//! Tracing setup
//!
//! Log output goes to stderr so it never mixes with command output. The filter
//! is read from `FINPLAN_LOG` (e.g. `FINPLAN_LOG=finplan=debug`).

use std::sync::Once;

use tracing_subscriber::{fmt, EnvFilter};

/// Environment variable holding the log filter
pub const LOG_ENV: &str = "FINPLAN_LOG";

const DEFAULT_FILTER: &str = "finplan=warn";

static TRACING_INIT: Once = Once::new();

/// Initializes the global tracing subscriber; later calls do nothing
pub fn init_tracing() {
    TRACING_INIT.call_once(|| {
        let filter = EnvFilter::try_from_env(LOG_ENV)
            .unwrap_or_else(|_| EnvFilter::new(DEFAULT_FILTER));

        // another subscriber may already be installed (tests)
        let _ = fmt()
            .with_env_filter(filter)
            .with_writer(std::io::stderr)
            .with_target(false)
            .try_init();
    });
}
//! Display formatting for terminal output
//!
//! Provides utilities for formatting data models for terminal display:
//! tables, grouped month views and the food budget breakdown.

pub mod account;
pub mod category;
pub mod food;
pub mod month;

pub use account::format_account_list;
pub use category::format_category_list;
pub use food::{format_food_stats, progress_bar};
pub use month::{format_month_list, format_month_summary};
_ _ _ _ _
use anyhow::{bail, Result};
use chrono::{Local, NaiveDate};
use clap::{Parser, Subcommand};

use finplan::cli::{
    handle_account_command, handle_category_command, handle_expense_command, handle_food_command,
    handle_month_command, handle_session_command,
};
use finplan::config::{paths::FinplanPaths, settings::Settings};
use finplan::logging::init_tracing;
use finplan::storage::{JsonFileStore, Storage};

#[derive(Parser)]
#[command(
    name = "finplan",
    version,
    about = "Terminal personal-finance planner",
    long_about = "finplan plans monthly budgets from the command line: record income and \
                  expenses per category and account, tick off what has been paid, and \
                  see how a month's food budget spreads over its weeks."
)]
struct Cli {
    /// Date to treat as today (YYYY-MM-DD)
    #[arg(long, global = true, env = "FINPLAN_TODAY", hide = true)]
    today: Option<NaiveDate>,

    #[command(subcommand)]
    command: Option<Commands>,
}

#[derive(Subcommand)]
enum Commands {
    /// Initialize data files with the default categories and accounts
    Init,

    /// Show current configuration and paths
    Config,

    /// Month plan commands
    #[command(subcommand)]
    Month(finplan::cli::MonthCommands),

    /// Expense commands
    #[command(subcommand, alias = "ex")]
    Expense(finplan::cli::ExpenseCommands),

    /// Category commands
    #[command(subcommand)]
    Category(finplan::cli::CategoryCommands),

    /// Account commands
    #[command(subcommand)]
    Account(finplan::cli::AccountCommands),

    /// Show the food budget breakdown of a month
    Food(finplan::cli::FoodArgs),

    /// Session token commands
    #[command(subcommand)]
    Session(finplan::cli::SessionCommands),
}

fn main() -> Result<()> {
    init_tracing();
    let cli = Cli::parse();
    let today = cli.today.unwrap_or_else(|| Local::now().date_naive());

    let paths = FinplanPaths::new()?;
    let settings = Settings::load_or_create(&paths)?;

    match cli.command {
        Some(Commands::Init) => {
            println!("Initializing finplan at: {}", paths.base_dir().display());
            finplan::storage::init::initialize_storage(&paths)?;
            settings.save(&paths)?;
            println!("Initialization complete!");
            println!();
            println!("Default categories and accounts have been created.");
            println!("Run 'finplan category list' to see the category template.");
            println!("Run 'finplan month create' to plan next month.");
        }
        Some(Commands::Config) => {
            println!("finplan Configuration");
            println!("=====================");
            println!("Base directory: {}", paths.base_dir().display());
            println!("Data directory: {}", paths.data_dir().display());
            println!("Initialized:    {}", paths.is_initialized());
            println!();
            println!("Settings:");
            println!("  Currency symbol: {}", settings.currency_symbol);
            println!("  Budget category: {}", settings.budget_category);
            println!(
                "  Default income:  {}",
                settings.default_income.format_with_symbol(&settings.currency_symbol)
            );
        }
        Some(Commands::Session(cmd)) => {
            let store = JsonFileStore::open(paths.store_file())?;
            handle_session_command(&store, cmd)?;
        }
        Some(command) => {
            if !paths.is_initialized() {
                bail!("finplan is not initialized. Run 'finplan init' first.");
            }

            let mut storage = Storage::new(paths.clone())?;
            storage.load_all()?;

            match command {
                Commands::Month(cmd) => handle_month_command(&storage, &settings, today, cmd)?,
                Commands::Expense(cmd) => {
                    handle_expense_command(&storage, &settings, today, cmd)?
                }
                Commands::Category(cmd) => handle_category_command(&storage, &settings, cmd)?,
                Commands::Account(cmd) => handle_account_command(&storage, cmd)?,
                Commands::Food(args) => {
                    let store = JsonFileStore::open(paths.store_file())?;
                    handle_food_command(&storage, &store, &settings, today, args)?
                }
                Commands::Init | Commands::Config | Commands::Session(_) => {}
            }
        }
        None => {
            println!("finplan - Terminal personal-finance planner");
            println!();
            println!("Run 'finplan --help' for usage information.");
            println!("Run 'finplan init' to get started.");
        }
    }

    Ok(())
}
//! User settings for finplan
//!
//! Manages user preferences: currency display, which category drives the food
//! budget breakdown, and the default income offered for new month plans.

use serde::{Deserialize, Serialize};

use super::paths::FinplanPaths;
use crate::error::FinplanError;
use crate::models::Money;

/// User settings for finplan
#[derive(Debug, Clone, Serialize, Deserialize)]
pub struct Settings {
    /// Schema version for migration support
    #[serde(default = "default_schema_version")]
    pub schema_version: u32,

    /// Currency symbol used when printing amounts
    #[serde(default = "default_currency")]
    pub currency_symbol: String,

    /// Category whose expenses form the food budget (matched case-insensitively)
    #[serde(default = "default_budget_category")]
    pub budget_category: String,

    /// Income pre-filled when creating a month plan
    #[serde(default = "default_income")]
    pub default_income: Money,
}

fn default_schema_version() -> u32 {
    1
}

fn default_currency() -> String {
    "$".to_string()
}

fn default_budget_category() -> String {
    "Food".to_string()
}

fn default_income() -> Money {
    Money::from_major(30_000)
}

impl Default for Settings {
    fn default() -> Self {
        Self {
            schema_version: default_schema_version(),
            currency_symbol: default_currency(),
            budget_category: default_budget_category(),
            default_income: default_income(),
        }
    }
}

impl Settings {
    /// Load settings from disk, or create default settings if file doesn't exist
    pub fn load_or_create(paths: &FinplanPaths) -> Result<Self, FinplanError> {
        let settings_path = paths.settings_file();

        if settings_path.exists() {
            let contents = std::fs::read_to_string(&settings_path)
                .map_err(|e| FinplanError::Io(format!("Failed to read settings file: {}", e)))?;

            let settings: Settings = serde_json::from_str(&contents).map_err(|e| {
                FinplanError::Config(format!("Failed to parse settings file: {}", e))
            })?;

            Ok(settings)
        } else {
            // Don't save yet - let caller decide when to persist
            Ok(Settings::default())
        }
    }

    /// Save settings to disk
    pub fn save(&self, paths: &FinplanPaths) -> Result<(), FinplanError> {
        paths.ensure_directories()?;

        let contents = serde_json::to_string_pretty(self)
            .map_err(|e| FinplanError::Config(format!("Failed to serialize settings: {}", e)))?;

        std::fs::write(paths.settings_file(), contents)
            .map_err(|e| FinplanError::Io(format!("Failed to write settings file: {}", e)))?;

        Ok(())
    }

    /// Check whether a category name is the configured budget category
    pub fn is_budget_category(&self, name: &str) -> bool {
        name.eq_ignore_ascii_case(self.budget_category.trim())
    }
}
_ _ _ _ _
• Your task
Scan the data for the word "been" and copy every line where it shows up.

• Written response
                  expenses per category and account, tick off what has been paid, and \
            println!("Default categories and accounts have been created.");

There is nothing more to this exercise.